Half steps are permitted in scoring.
FDA-2 Interpretation
What it tells you: Identifies affected subsystems and severity of impairment.
What it does NOT tell you: The functional impact, reasons for impairment, or effects on specific tasks in context.
Evaluation Limitations
Strengths: No frequency effect on reliability, standardized across various populations, short administration time, minimal resources needed.
Weaknesses: Subjectivity in interpretation and a reliance on visual/reading skills for intelligibility assessment.

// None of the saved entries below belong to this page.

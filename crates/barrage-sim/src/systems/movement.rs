//! Kinematic integration system.
//!
//! Updates position from momentum each frame: position += momentum * dt.

use crate::ecs::{occupied, World};

/// Run kinematic integration for all entities with position and momentum.
pub fn run(world: &mut World, dt: f32) {
    for idx in occupied(&world.momenta) {
        if let (Some(pos), Some(mom)) = (world.positions[idx].as_mut(), world.momenta[idx]) {
            *pos += mom * dt;
        }
    }
}
//! Systems that operate on the world each frame.
//!
//! Systems are free functions over `&mut World` plus whatever else they
//! need. They own no state; everything lives in components. The engine runs
//! them in the order listed here.

pub mod fade;
pub mod aim;
pub mod rotate;
pub mod emission;
pub mod angular_momentum;
pub mod bounce;
pub mod movement;
pub mod visual_sync;
pub mod bounds_cull;
pub mod lifetime;
pub mod snapshot;
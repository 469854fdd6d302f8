//! Simulation engine: the one object a driver holds.
//!
//! `SimulationEngine` owns the entity store, the cron scheduler, the HUD
//! countdown and the RNG. A frame is one `tick(dt)`: countdown, scheduler
//! drain, then the ten systems in order. Completely headless, so runs are
//! reproducible per seed and testable without a window.

use rand::SeedableRng;
use rand_chacha::ChaCha8Rng;
use serde::{Deserialize, Serialize};
use tracing::{debug, info};

use barrage_core::constants::{
    COUNTDOWN_TEXTS, CULL_SCALE, DEFAULT_FPS, MAX_DT_FRAMES, SCENARIO_START, SCREEN_HEIGHT,
    SCREEN_WIDTH,
};
use barrage_core::events::SimEvent;
use barrage_core::state::FrameSnapshot;
use barrage_core::types::{Bounds, EntityId, SimTime};

use crate::actions::{self, CronAction};
use crate::cron::{Cron, Flow};
use crate::ecs::{occupied, World};
use crate::error::SimError;
use crate::hud::{Countdown, CountdownStep, Hud, RunStats};
use crate::scenario::{PatternSpec, Scenario};
use crate::systems;
use crate::world_setup;

/// Configuration for starting a new simulation.
#[derive(Debug, Clone, PartialEq, Serialize, Deserialize)]
#[serde(default)]
pub struct SimConfig {
    /// RNG seed for determinism. Same seed = same simulation.
    pub seed: u64,
    /// Nominal frame rate; also the unit for `max_dt_frames`.
    pub fps: u32,
    pub screen_width: f32,
    pub screen_height: f32,
    /// Size of the cull region relative to the screen, around its centre.
    pub cull_scale: f32,
    /// Time of the first timeline stage, in seconds.
    pub start_delay: f64,
    /// Largest frame delta accepted, in nominal frames. Longer stalls are
    /// clamped.
    pub max_dt_frames: f32,
}

impl Default for SimConfig {
    fn default() -> Self {
        Self {
            seed: 42,
            fps: DEFAULT_FPS,
            screen_width: SCREEN_WIDTH,
            screen_height: SCREEN_HEIGHT,
            cull_scale: CULL_SCALE,
            start_delay: SCENARIO_START,
            max_dt_frames: MAX_DT_FRAMES,
        }
    }
}

impl SimConfig {
    pub fn screen(&self) -> Bounds {
        Bounds::from_size(self.screen_width, self.screen_height)
    }

    pub fn cull_bounds(&self) -> Bounds {
        self.screen().scale_by(self.cull_scale)
    }

    /// Clamp for the frame delta, in seconds.
    pub fn max_dt(&self) -> f64 {
        f64::from(self.max_dt_frames) / f64::from(self.fps.max(1))
    }
}

/// Everything a cron action may touch. Passed explicitly instead of living
/// in globals.
#[derive(Debug)]
pub struct SimContext {
    pub world: World,
    pub hud: Hud,
    /// The bouncing entity patterns can aim at.
    pub target: Option<EntityId>,
    pub stats: RunStats,
    /// Events raised since the driver last drained them.
    pub events: Vec<SimEvent>,
}

impl SimContext {
    /// Fresh world holding only the target and the HUD labels.
    pub fn new(screen: &Bounds, rng: &mut ChaCha8Rng) -> Self {
        let mut world = World::new();
        let target = world_setup::spawn_target(&mut world, rng, screen);
        let hud = world_setup::spawn_hud(&mut world, screen);
        Self {
            world,
            hud,
            target: Some(target),
            stats: RunStats::default(),
            events: Vec::new(),
        }
    }
}

/// The simulation engine. Owns the world, the scheduler and all run state.
pub struct SimulationEngine {
    config: SimConfig,
    scenario: Scenario,
    ctx: SimContext,
    cron: Cron<CronAction>,
    countdown: Countdown,
    rng: ChaCha8Rng,
    time: SimTime,
    finished: bool,
}

impl SimulationEngine {
    /// Create an engine for `scenario` and put it in its starting state.
    pub fn new(config: SimConfig, scenario: Scenario) -> Result<Self, SimError> {
        scenario.validate()?;
        let mut rng = ChaCha8Rng::seed_from_u64(config.seed);
        let ctx = SimContext::new(&config.screen(), &mut rng);
        let mut engine = Self {
            config,
            scenario,
            ctx,
            cron: Cron::new(),
            countdown: Countdown::new(COUNTDOWN_TEXTS),
            rng,
            time: SimTime::default(),
            finished: false,
        };
        engine.reset();
        Ok(engine)
    }

    /// Engine running the bundled demo timeline.
    pub fn demo(config: SimConfig) -> Result<Self, SimError> {
        let scenario = Scenario::demo(&config.screen(), config.start_delay)?;
        Self::new(config, scenario)
    }

    /// Restart the scenario from scratch.
    ///
    /// Clears the scheduler and the world, re-seeds the RNG, respawns the
    /// target and HUD, and queues every timeline entry again. Calling it
    /// twice in a row leaves the same state as calling it once.
    pub fn reset(&mut self) {
        self.cron.reset();
        self.ctx.world.clear();
        self.rng = ChaCha8Rng::seed_from_u64(self.config.seed);

        let screen = self.config.screen();
        self.ctx.target = Some(world_setup::spawn_target(
            &mut self.ctx.world,
            &mut self.rng,
            &screen,
        ));
        self.ctx.hud = world_setup::spawn_hud(&mut self.ctx.world, &screen);
        self.ctx.stats = RunStats::default();
        self.ctx.events.clear();

        self.countdown = Countdown::new(COUNTDOWN_TEXTS);
        if let Some(text) = self.countdown.start() {
            self.ctx.hud.show_countdown(&mut self.ctx.world, &text);
            self.ctx.events.push(SimEvent::CountdownShown { at: 0.0, text });
        }

        for entry in &self.scenario.entries {
            self.cron.add_at(entry.at, entry.action.clone());
        }

        self.time = SimTime::default();
        self.finished = false;
        info!(
            seed = self.config.seed,
            jobs = self.cron.len(),
            entities = self.ctx.world.entity_count(),
            "scenario reset"
        );
    }

    /// Advance the simulation by one frame of `raw_dt` seconds.
    ///
    /// Returns `Flow::Stop` once the timeline has ended; later calls keep
    /// returning it without simulating.
    pub fn tick(&mut self, raw_dt: f64) -> Result<Flow, SimError> {
        if self.finished {
            return Ok(Flow::Stop);
        }
        if !raw_dt.is_finite() || raw_dt < 0.0 {
            return Err(SimError::InvalidDelta(raw_dt));
        }
        let dt = raw_dt.min(self.config.max_dt());

        self.poll_countdown(dt as f32);

        let ctx = &mut self.ctx;
        let flow = self
            .cron
            .update(dt, |cron, action| action.invoke(ctx, cron))?;
        if flow == Flow::Stop {
            self.time.advance(dt);
            self.finished = true;
            return Ok(Flow::Stop);
        }

        self.run_systems(dt as f32)?;
        self.time.advance(dt);

        let fps = if raw_dt > 0.0 { 1.0 / raw_dt } else { 0.0 };
        let sprites = occupied(&self.ctx.world.visuals).len();
        self.ctx.stats.record(fps, sprites);
        Ok(Flow::Continue)
    }

    fn poll_countdown(&mut self, dt: f32) {
        let at = self.cron.now() + f64::from(dt);
        match self.countdown.poll(dt) {
            CountdownStep::Show(text) => {
                self.ctx.hud.show_countdown(&mut self.ctx.world, &text);
                self.ctx.events.push(SimEvent::CountdownShown { at, text });
            }
            CountdownStep::Finished => {
                self.ctx.hud.remove_countdown(&mut self.ctx.world);
                self.ctx.events.push(SimEvent::CountdownFinished { at });
            }
            CountdownStep::Hold | CountdownStep::Idle => {}
        }
    }

    /// Run all systems in pipeline order.
    fn run_systems(&mut self, dt: f32) -> Result<(), SimError> {
        let world = &mut self.ctx.world;
        systems::fade::run(world, dt);
        systems::aim::run(world);
        systems::rotate::run(world, dt);
        let spawned = systems::emission::run(world, &mut self.cron, dt)?;
        systems::angular_momentum::run(world, dt);
        systems::bounce::run(world, &self.config.screen());
        systems::movement::run(world, dt);
        systems::visual_sync::run(world);
        let culled = systems::bounds_cull::run(world, &self.config.cull_bounds());
        let expired = systems::lifetime::run(world, dt);
        debug!(
            frame = self.time.frame,
            spawned,
            culled,
            expired,
            entities = world.entity_count(),
            "frame"
        );
        Ok(())
    }

    /// Create a pattern outside the timeline.
    pub fn spawn_pattern(&mut self, spec: PatternSpec) -> Result<EntityId, SimError> {
        let (entity, _) = actions::spawn_pattern(&mut self.ctx, spec)?;
        Ok(entity)
    }

    /// Renderable state after the last frame.
    pub fn snapshot(&self) -> FrameSnapshot {
        systems::snapshot::build_snapshot(&self.ctx.world, &self.time, self.cron.len())
    }

    /// Take the events raised since the last call.
    pub fn drain_events(&mut self) -> Vec<SimEvent> {
        std::mem::take(&mut self.ctx.events)
    }

    pub fn world(&self) -> &World {
        &self.ctx.world
    }

    pub fn time(&self) -> SimTime {
        self.time
    }

    /// Scheduler clock, in seconds since the last reset.
    pub fn now(&self) -> f64 {
        self.cron.now()
    }

    pub fn pending_jobs(&self) -> usize {
        self.cron.len()
    }

    pub fn target(&self) -> Option<EntityId> {
        self.ctx.target
    }

    pub fn hud(&self) -> &Hud {
        &self.ctx.hud
    }

    pub fn stats(&self) -> &RunStats {
        &self.ctx.stats
    }

    pub fn is_finished(&self) -> bool {
        self.finished
    }

    pub fn config(&self) -> &SimConfig {
        &self.config
    }

    pub fn scenario(&self) -> &Scenario {
        &self.scenario
    }

    /// Mutable world access for tests that stage entities by hand.
    #[cfg(test)]
    pub fn world_mut(&mut self) -> &mut World {
        &mut self.ctx.world
    }
}

#[cfg(test)]
mod tests {
    use super::*;

    #[test]
    fn test_config_defaults() {
        let config = SimConfig::default();
        assert_eq!(config.seed, 42);
        assert_eq!(config.fps, 60);
        assert!((config.max_dt() - 0.05).abs() < 1e-12);
        let cull = config.cull_bounds();
        assert_eq!(cull.width(), 1536.0);
        assert_eq!(cull.center(), config.screen().center());
    }

    #[test]
    fn test_config_partial_json() {
        let config: SimConfig = serde_json::from_str(r#"{"seed": 7, "fps": 30}"#).unwrap();
        assert_eq!(config.seed, 7);
        assert_eq!(config.fps, 30);
        assert_eq!(config.screen_width, 1024.0);
        assert!((config.max_dt() - 0.1).abs() < 1e-12);
    }

    #[test]
    fn test_new_engine_is_reset() {
        let engine = SimulationEngine::new(SimConfig::default(), Scenario::default()).unwrap();
        assert_eq!(engine.world().entity_count(), 5);
        assert_eq!(engine.pending_jobs(), 0);
        assert_eq!(engine.hud().countdown_text(engine.world()), Some("3"));
        assert!(!engine.is_finished());
    }

    #[test]
    fn test_dt_is_clamped() {
        let mut engine =
            SimulationEngine::new(SimConfig::default(), Scenario::default()).unwrap();
        engine.tick(10.0).unwrap();
        assert!((engine.now() - 0.05).abs() < 1e-12);
        assert_eq!(engine.time().frame, 1);
    }
}
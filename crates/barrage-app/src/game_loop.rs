//! Frame loop: steps the engine, logs its events and streams snapshots.
//!
//! Headless runs use a fixed `1/fps` step and finish as fast as the CPU
//! allows. Realtime runs measure the wall clock between frames and sleep
//! until the next frame is due.

use std::io::Write;
use std::time::{Duration, Instant};

use anyhow::Context;
use tracing::{debug, info, warn};

use barrage_core::events::SimEvent;
use barrage_sim::cron::Flow;
use barrage_sim::engine::SimulationEngine;

#[derive(Debug, Clone, Copy, PartialEq, Eq)]
pub struct LoopConfig {
    pub fps: u32,
    /// Pace against the wall clock.
    pub realtime: bool,
    /// Hard cap on simulated frames.
    pub max_frames: Option<u64>,
    /// Write one snapshot every this many frames.
    pub snapshot_every: u64,
}

impl LoopConfig {
    /// Nominal duration of one frame.
    pub fn frame_duration(&self) -> Duration {
        Duration::from_secs_f64(1.0 / f64::from(self.fps.max(1)))
    }
}

/// Summary of a finished run.
#[derive(Debug, Clone, Copy, PartialEq)]
pub struct LoopReport {
    pub frames: u64,
    pub sim_secs: f64,
    /// `true` if the timeline ended the run, `false` if `max_frames` did.
    pub stopped: bool,
}

/// Run `engine` until its timeline stops or `max_frames` is reached.
///
/// Snapshots go to `sink` as one JSON object per line.
pub fn run(
    engine: &mut SimulationEngine,
    config: &LoopConfig,
    mut sink: Option<&mut dyn Write>,
) -> anyhow::Result<LoopReport> {
    let frame_duration = config.frame_duration();
    let every = config.snapshot_every.max(1);
    let mut frames = 0u64;
    let mut stopped = false;
    let mut last_frame = Instant::now();
    let mut next_frame_time = last_frame;

    info!(fps = config.fps, realtime = config.realtime, "loop started");

    while config.max_frames.map_or(true, |max| frames < max) {
        let dt = if config.realtime {
            let now = Instant::now();
            let dt = now.duration_since(last_frame).as_secs_f64();
            last_frame = now;
            dt
        } else {
            frame_duration.as_secs_f64()
        };

        let flow = engine
            .tick(dt)
            .with_context(|| format!("frame {frames} failed"))?;
        frames += 1;

        for event in engine.drain_events() {
            log_event(&event);
        }

        if let Some(out) = sink.as_deref_mut() {
            if frames % every == 0 || flow == Flow::Stop {
                serde_json::to_writer(&mut *out, &engine.snapshot())?;
                out.write_all(b"\n")?;
            }
        }

        if flow == Flow::Stop {
            stopped = true;
            break;
        }

        if config.realtime {
            next_frame_time += frame_duration;
            let now = Instant::now();
            if next_frame_time > now {
                std::thread::sleep(next_frame_time - now);
            } else if now - next_frame_time > frame_duration * 2 {
                // too far behind, skip ahead instead of bursting
                next_frame_time = now;
            }
        }
    }

    if let Some(out) = sink {
        out.flush()?;
    }

    let report = LoopReport {
        frames,
        sim_secs: engine.time().elapsed_secs,
        stopped,
    };
    info!(
        frames = report.frames,
        sim_secs = report.sim_secs,
        stopped = report.stopped,
        "loop finished"
    );
    Ok(report)
}

fn log_event(event: &SimEvent) {
    match event {
        SimEvent::LabelChanged { at, text } => info!(at, text = %text, "stage"),
        SimEvent::PatternSpawned { at, entity, bullets } => {
            debug!(at, %entity, bullets, "pattern spawned")
        }
        SimEvent::PatternRejected { at, reason } => warn!(at, reason = %reason, "pattern rejected"),
        SimEvent::CountdownShown { at, text } => debug!(at, text = %text, "countdown"),
        SimEvent::CountdownFinished { at } => debug!(at, "countdown finished"),
        SimEvent::StatsShown {
            slowest_fps,
            slowest_sprites,
            most_fps,
            most_sprites,
            ..
        } => info!(
            slowest_fps,
            slowest_sprites, most_fps, most_sprites, "run statistics"
        ),
        SimEvent::Stopped { at } => info!(at, "stopped"),
    }
}
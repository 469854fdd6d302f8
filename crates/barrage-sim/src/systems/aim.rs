//! Aim system: points target-tracking rings at their target.

use barrage_core::types::angle_of;

use crate::ecs::{occupied, World};

/// Set each tracking source's aim to the bearing of its target. A target
/// that no longer exists leaves the aim untouched.
pub fn run(world: &mut World) {
    for idx in occupied(&world.targets) {
        let (Some(target), Some(origin)) = (world.targets[idx], world.positions[idx]) else {
            continue;
        };
        let Some(target_pos) = world.slot(target.0).and_then(|t| world.positions[t]) else {
            continue;
        };
        if let Some(source) = world.bullet_sources[idx].as_mut() {
            source.aim = angle_of(target_pos - origin);
        }
    }
}
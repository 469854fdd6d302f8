//! Lifetime system: expires entities whose countdown ran out.

use crate::ecs::{occupied, World};

/// Tick every lifetime by `dt` and despawn the entities that went cold.
/// Returns the number removed.
pub fn run(world: &mut World, dt: f32) -> usize {
    let mut expired = 0;
    for idx in occupied(&world.lifetimes) {
        let cold = match world.lifetimes[idx].as_mut() {
            Some(lifetime) => {
                lifetime.tick(dt);
                lifetime.is_cold()
            }
            None => false,
        };
        if cold && world.despawn_at(idx) {
            expired += 1;
        }
    }
    expired
}

#[cfg(test)]
mod tests {
    use super::*;
    use barrage_core::timing::Cooldown;

    #[test]
    fn test_expires_when_cold() {
        let mut world = World::new();
        let e = world.spawn();
        world.lifetimes[e.index as usize] = Some(Cooldown::new(1.0));
        assert_eq!(run(&mut world, 0.5), 0);
        assert!(world.is_alive(e));
        assert_eq!(run(&mut world, 0.5), 1);
        assert!(!world.is_alive(e));
        assert_eq!(run(&mut world, 0.5), 0);
    }

    #[test]
    fn test_pattern_expiry_keeps_bullets() {
        let mut world = World::new();
        let pattern = world.spawn();
        world.lifetimes[pattern.index as usize] = Some(Cooldown::new(0.1));
        let bullet = world.spawn();
        world.lifetimes[bullet.index as usize] = Some(Cooldown::new(5.0));
        run(&mut world, 0.2);
        assert!(!world.is_alive(pattern));
        assert!(world.is_alive(bullet));
    }
}
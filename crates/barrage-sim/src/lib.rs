//! Barrage simulation engine.
//!
//! Headless, deterministic simulation: entity store, cron scheduler,
//! bullet/pattern factories, the per-frame system pipeline and the
//! scenario timeline. `SimulationEngine` ties them together and is the
//! only object a driver needs to hold.

pub mod actions;
pub mod cron;
pub mod ecs;
pub mod engine;
pub mod error;
pub mod factory;
pub mod hud;
pub mod scenario;
pub mod systems;
pub mod world_setup;
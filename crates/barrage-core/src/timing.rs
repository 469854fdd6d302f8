//! Timed values: countdowns and eased interpolations.
//!
//! Both are advanced explicitly by the caller's frame delta; nothing here
//! reads a wall clock. `Cooldown` drives lifetimes and the HUD countdown,
//! `LerpThing` drives alpha fades and ring rotation sweeps.

use serde::{Deserialize, Serialize};

use crate::constants::{ALPHA_MAX, FADE_DURATION};

/// A countdown of `duration` seconds.
#[derive(Debug, Clone, Copy, PartialEq, Serialize, Deserialize)]
pub struct Cooldown {
    pub duration: f32,
    #[serde(default)]
    elapsed: f32,
}

impl Cooldown {
    /// A fresh countdown with the full duration remaining.
    pub fn new(duration: f32) -> Self {
        Self {
            duration,
            elapsed: 0.0,
        }
    }

    /// A countdown that starts out expired.
    pub fn new_cold(duration: f32) -> Self {
        Self {
            duration,
            elapsed: duration,
        }
    }

    pub fn tick(&mut self, dt: f32) {
        self.elapsed += dt;
    }

    pub fn elapsed(&self) -> f32 {
        self.elapsed
    }

    /// Time left. Negative once the countdown has been overshot.
    pub fn remaining(&self) -> f32 {
        self.duration - self.elapsed
    }

    pub fn is_cold(&self) -> bool {
        self.remaining() <= 0.0
    }

    pub fn is_running(&self) -> bool {
        !self.is_cold()
    }

    /// Progress in `[0, 1]`. A zero-length countdown is always complete.
    pub fn normalized(&self) -> f32 {
        if self.duration <= 0.0 {
            return 1.0;
        }
        (self.elapsed / self.duration).clamp(0.0, 1.0)
    }

    pub fn reset(&mut self) {
        self.elapsed = 0.0;
    }

    /// Restart, carrying the overshoot of the previous run into the new one.
    pub fn reset_wrapped(&mut self) {
        if self.duration <= 0.0 {
            self.elapsed = 0.0;
        } else {
            self.elapsed = (self.elapsed - self.duration).max(0.0);
        }
    }
}

/// Easing curve mapping linear progress `t` in `[0, 1]` onto `[0, 1]`.
#[derive(Debug, Clone, Copy, Default, PartialEq, Eq, Serialize, Deserialize)]
#[serde(rename_all = "snake_case")]
pub enum Ease {
    #[default]
    Linear,
    InQuad,
    OutQuad,
    InOutQuad,
    InSine,
    OutSine,
    InOutSine,
    InCubic,
    OutCubic,
}

impl Ease {
    pub fn apply(self, t: f32) -> f32 {
        use std::f32::consts::PI;
        let t = t.clamp(0.0, 1.0);
        match self {
            Ease::Linear => t,
            Ease::InQuad => t * t,
            Ease::OutQuad => 1.0 - (1.0 - t) * (1.0 - t),
            Ease::InOutQuad => {
                if t < 0.5 {
                    2.0 * t * t
                } else {
                    1.0 - (-2.0 * t + 2.0).powi(2) / 2.0
                }
            }
            Ease::InSine => 1.0 - (t * PI / 2.0).cos(),
            Ease::OutSine => (t * PI / 2.0).sin(),
            Ease::InOutSine => -((PI * t).cos() - 1.0) / 2.0,
            Ease::InCubic => t * t * t,
            Ease::OutCubic => 1.0 - (1.0 - t).powi(3),
        }
    }
}

/// What a `LerpThing` does once its duration runs out.
#[derive(Debug, Clone, Copy, Default, PartialEq, Eq, Serialize, Deserialize)]
#[serde(rename_all = "snake_case")]
pub enum Repeat {
    /// Clamp at `end`.
    #[default]
    Once,
    /// Wrap around this many more times, then clamp.
    Times(u32),
    /// Wrap around forever.
    Forever,
    /// Wrap forever, swapping direction on every pass.
    PingPong,
}

/// Serialized form of a `LerpThing`: its parameters without progress.
#[derive(Debug, Clone, Copy, PartialEq, Serialize, Deserialize)]
pub struct LerpSpec {
    pub start: f32,
    pub end: f32,
    pub duration: f32,
    #[serde(default)]
    pub ease: Ease,
    #[serde(default)]
    pub repeat: Repeat,
}

/// Eased interpolation from `start` to `end` over a duration.
#[derive(Debug, Clone, PartialEq, Serialize, Deserialize)]
#[serde(from = "LerpSpec", into = "LerpSpec")]
pub struct LerpThing {
    pub start: f32,
    pub end: f32,
    pub ease: Ease,
    pub repeat: Repeat,
    duration: Cooldown,
    repeats_left: u32,
    reversed: bool,
}

impl LerpThing {
    pub fn new(start: f32, end: f32, duration: f32) -> Self {
        Self {
            start,
            end,
            ease: Ease::Linear,
            repeat: Repeat::Once,
            duration: Cooldown::new(duration),
            repeats_left: 0,
            reversed: false,
        }
    }

    pub fn with_ease(mut self, ease: Ease) -> Self {
        self.ease = ease;
        self
    }

    pub fn with_repeat(mut self, repeat: Repeat) -> Self {
        self.repeat = repeat;
        self.repeats_left = match repeat {
            Repeat::Times(n) => n,
            _ => 0,
        };
        self
    }

    /// Alpha ramp from transparent to opaque.
    pub fn fade_in() -> Self {
        Self::new(0.0, ALPHA_MAX, FADE_DURATION).with_ease(Ease::InQuad)
    }

    /// Alpha ramp from opaque to transparent.
    pub fn fade_out() -> Self {
        Self::new(ALPHA_MAX, 0.0, FADE_DURATION).with_ease(Ease::InQuad)
    }

    /// The underlying countdown.
    pub fn duration(&self) -> &Cooldown {
        &self.duration
    }

    /// Advance by `dt`, then sample.
    pub fn value(&mut self, dt: f32) -> f32 {
        self.advance(dt);
        self.peek()
    }

    /// Sample without advancing.
    pub fn peek(&self) -> f32 {
        let mut t = self.duration.normalized();
        if self.reversed {
            t = 1.0 - t;
        }
        self.start + (self.end - self.start) * self.ease.apply(t)
    }

    pub fn advance(&mut self, dt: f32) {
        self.duration.tick(dt);
        let d = self.duration.duration;
        if d <= 0.0 || self.duration.elapsed < d {
            return;
        }
        match self.repeat {
            Repeat::Once => {}
            Repeat::Times(_) => {
                while self.repeats_left > 0 && self.duration.elapsed >= d {
                    self.repeats_left -= 1;
                    self.duration.reset_wrapped();
                }
            }
            Repeat::Forever => {
                self.duration.elapsed = self.duration.elapsed.rem_euclid(d);
            }
            Repeat::PingPong => {
                let passes = (self.duration.elapsed / d).floor() as u64;
                if passes % 2 == 1 {
                    self.reversed = !self.reversed;
                }
                self.duration.elapsed = self.duration.elapsed.rem_euclid(d);
            }
        }
    }

    /// True once the interpolation has settled on its final value.
    pub fn is_finished(&self) -> bool {
        match self.repeat {
            Repeat::Once => self.duration.is_cold(),
            Repeat::Times(_) => self.repeats_left == 0 && self.duration.is_cold(),
            Repeat::Forever | Repeat::PingPong => false,
        }
    }

    /// Back to `start` with the full repeat budget.
    pub fn reset(&mut self) {
        self.duration.reset();
        self.reversed = false;
        self.repeats_left = match self.repeat {
            Repeat::Times(n) => n,
            _ => 0,
        };
    }
}

impl From<LerpSpec> for LerpThing {
    fn from(spec: LerpSpec) -> Self {
        LerpThing::new(spec.start, spec.end, spec.duration)
            .with_ease(spec.ease)
            .with_repeat(spec.repeat)
    }
}

impl From<LerpThing> for LerpSpec {
    fn from(lerp: LerpThing) -> Self {
        LerpSpec {
            start: lerp.start,
            end: lerp.end,
            duration: lerp.duration.duration,
            ease: lerp.ease,
            repeat: lerp.repeat,
        }
    }
}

Differential Diagnosis – AOS vs Dysarthria
Apraxia of Speech (AoS):
Increased errors with word length and complexity.
Muscle range, motion, tone, coordination, and strength within normal limits (WNL).
Primarily affects articulation and prosody; speech errors are consistent across tasks.
Damage typically in the perisylvian area of the dominant hemisphere.
Dysarthria:
Consistent errors regardless of word length or complexity.
Impairment in at least one muscle quality in nearly all cases.
Effortful searching for speech is uncommon; damage could originate from CNS or PNS.
Clinical Reasoning in Action
Scenario: "Client presents with slow, effortful speech. Errors increase with longer words. Automatic speech (e.g., counting) is better than voluntary speech. Muscle strength is normal. Written language intact." This suggests differential diagnosis possibilities, requiring further targeted assessments.
Other Assessment Tools
Apraxia Battery for Adults (ABA2): Purpose to verify presence of AOS and estimate severity (approx. 20 minutes).
Apraxia Rating Scale 3.5 (ARS): High reliability, used as a diagnostic tool for AOS.
Instrumental Measures: For objective data (acoustic measures, physiologic measures, visual imaging).
Person Reported Outcome Measures (PROMs)
Highlights the impact of communication disorders on an individual.
Provides individual perception of deficits and may help delineate between impairment and its impact.
Key Takeaways
Assessment is a systematic gathering of information across impairment, activity, participation, and contextual factors.
Tool selection is crucial, as formal assessments are beneficial but not comprehensive.
Differential diagnosis gears towards identifying patterns in presentation.
Emphasize that impairment ≠ impact; contextual information is essential.
Interdisciplinary collaboration enhances comprehensive patient care.